*The problem*. Once the line containing "assert!(!FIELD_COMPONENT.is_empty());" is found, retype it and each line after it through the last entry below, word for word, and nothing else.

*Supplied data*.
//! Canonical schema constants for structured logging and events
//!
//! These constants keep field names consistent between the logging macros,
//! the production logger and the test capture layer. `tracing` field names
//! are identifiers at the emit site, so the macros spell them out; readers
//! of captured events look them up through these constants.

// Canonical field keys for structured logging
pub const FIELD_COMPONENT: &str = "component";
pub const FIELD_OP: &str = "op";
pub const FIELD_EVENT: &str = "event";
pub const FIELD_DURATION_MS: &str = "duration_ms";
pub const FIELD_MESSAGE: &str = "message";

// Calculator fields
pub const FIELD_OP_COUNT: &str = "op_count";
pub const FIELD_TOTAL: &str = "total";

// Error fields
pub const FIELD_ERR_KIND: &str = "err_kind";
pub const FIELD_ERR_CODE: &str = "err_code";

// Canonical event names
pub const EVENT_START: &str = "start";
pub const EVENT_END: &str = "end";
pub const EVENT_END_ERROR: &str = "end_error";
pub const EVENT_EMIT: &str = "emit";

#[cfg(test)]
mod tests {
    use super::*;

    #[test]
    fn test_constants_accessibility() {
        assert!(!FIELD_COMPONENT.is_empty());
        assert!(!FIELD_OP.is_empty());
        assert!(!FIELD_MESSAGE.is_empty());
        assert!(!EVENT_START.is_empty());
        assert!(!EVENT_EMIT.is_empty());
    }

    #[test]
    fn test_event_names_are_distinct() {
        let names = [EVENT_START, EVENT_END, EVENT_END_ERROR, EVENT_EMIT];
        for (i, a) in names.iter().enumerate() {
            for b in &names[i + 1..] {
                assert_ne!(a, b);
            }
        }
    }
}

*Expected answer*.
        assert!(!FIELD_COMPONENT.is_empty());
        assert!(!FIELD_OP.is_empty());
        assert!(!FIELD_MESSAGE.is_empty());
        assert!(!EVENT_START.is_empty());
        assert!(!EVENT_EMIT.is_empty());
    }

    #[test]
    fn test_event_names_are_distinct() {
        let names = [EVENT_START, EVENT_END, EVENT_END_ERROR, EVENT_EMIT];
        for (i, a) in names.iter().enumerate() {
            for b in &names[i + 1..] {
                assert_ne!(a, b);
            }
        }
    }
}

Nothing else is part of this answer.